Personal information
- Full name: Luciana Ortega Urriolagoitia
- Date of birth: 10 August 2004 (age 20)
- Place of birth: Barcelona, Spain
- Height: 1.79 m (5 ft 10 in)
- Position(s): Centre back

Youth career
- 2019–2020: Sunrise Sting
- 2021–2022: Costa del Este
- 2022: Florida West
- 2023–2024: Santos

Senior career*
- Years: Team / Apps / (Gls)
- 2022: CIEX Academy
- 2023–2024: Santos / 1 / (0)

International career^{‡}
- 2023–: Panama U20 / 2 / (0)

= Luciana Ortega =

Panamanian footballer (born 2004)

Luciana Ortega Urriolagoitia (born 10 August 2004) is a professional footballer who plays as a central defender. Born in Spain, she represents Panama at youth international level.

==Club career==
Born in Barcelona, Catalonia, Ortega played for Sunrise Sting SC in the United States, and the Panamanian sides Costa del Este and CIEX Sports Academy. She finished her youth career back in the US, being a part of the under-19 squad of Florida West FC in 2022.

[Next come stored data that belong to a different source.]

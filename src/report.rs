/*!
 * Reporting functionality for attrsnap
 *
 * Collects per-run counters and renders the end-of-run summary with the
 * tabled library for clean, consistent table rendering. Exclusions and
 * skips are successful outcomes and are counted apart from errors.
 */

use std::time::Duration;

use tabled::{
    settings::{object::Columns, Alignment, Modify, Padding, Style},
    Table, Tabled,
};

/// Counters accumulated while a save or restore run walks its entries.
#[derive(Debug, Clone, Default)]
pub struct RunSummary {
    /// Records captured (save mode)
    pub captured: usize,
    /// Entries with at least one field written (restore mode)
    pub applied: usize,
    /// Entries inspected and already up to date (restore mode)
    pub unchanged: usize,
    /// Entries deliberately left alone (missing, kind mismatch, links)
    pub skipped: usize,
    /// Entries never touched because an exclusion rule matched
    pub excluded: usize,
    /// Paths that produced errors, in encounter order
    pub errors: Vec<String>,
}

impl RunSummary {
    pub fn record_error(&mut self, path: impl Into<String>) {
        self.errors.push(path.into());
    }

    pub fn error_count(&self) -> usize {
        self.errors.len()
    }
}

/// Report generator for run results.
pub struct Reporter;

impl Reporter {
    pub fn new() -> Self {
        Self
    }

    /// Prints the save-mode summary table.
    pub fn print_save_report(&self, summary: &RunSummary, output: &str, duration: Duration) {
        let rows = vec![
            row("Snapshot file", output.to_string()),
            row("Entries captured", summary.captured.to_string()),
            row("Entries excluded", summary.excluded.to_string()),
            row("Errors", summary.error_count().to_string()),
            row("Duration", format!("{duration:.2?}")),
        ];
        println!("\nSAVE COMPLETE\n{}", render(rows));
    }

    /// Prints the restore-mode summary table.
    pub fn print_restore_report(&self, summary: &RunSummary, input: &str, duration: Duration) {
        let rows = vec![
            row("Snapshot file", input.to_string()),
            row("Entries updated", summary.applied.to_string()),
            row("Already up to date", summary.unchanged.to_string()),
            row("Entries skipped", summary.skipped.to_string()),
            row("Entries excluded", summary.excluded.to_string()),
            row("Errors", summary.error_count().to_string()),
            row("Duration", format!("{duration:.2?}")),
        ];
        println!("\nRESTORE COMPLETE\n{}", render(rows));
    }

    /// Prints the paths that errored, one per line.
    pub fn print_errors(&self, summary: &RunSummary) {
        if summary.errors.is_empty() {
            return;
        }
        eprintln!("\nErrored files/folders:\n");
        for path in &summary.errors {
            eprintln!("{path}");
        }
        eprintln!(
            "\nThere were {} errors while processing the entries.",
            summary.error_count()
        );
    }
}

impl Default for Reporter {
    fn default() -> Self {
        Self::new()
    }
}

#[derive(Tabled)]
struct SummaryRow {
    #[tabled(rename = "Metric")]
    key: String,

    #[tabled(rename = "Value")]
    value: String,
}

fn row(key: &str, value: String) -> SummaryRow {
    SummaryRow {
        key: key.to_string(),
        value,
    }
}

fn render(rows: Vec<SummaryRow>) -> String {
    let mut table = Table::new(rows);
    table
        .with(Style::rounded())
        .with(Padding::new(1, 1, 0, 0))
        .with(Modify::new(Columns::new(..)).with(Alignment::left()));
    table.to_string()
}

On 31 January 2023, Ortega moved to Brazil and was announced at Santos. She made her professional debut on 27 May, coming on as a second-half substitute for Eliana Stábile in a 6–1 away routing of Ceará.

On 16 December 2023, after being mainly used with the under-20 squad of the Sereias during the year, Ortega suffered an anterior cruciate ligament injury.

==International career==
With a Panamanian family, Ortega represented Panama at under-20 level, being also called up to the full side for trainings. On 10 April 2023, she was called up by manager Raiza Gutiérrez for the 2023 CONCACAF Women's U-20 Championship qualification matches against Curaçao, the Bahamas and Sint Maarten.

Ortega was a starter against Curaçao (5–1 win), an unused substitute against the Bahamas (13–0 win) and came on against Sint Maarten (11–0 win) as Panama qualified to the final tournament; she could not make it into the final squad, however.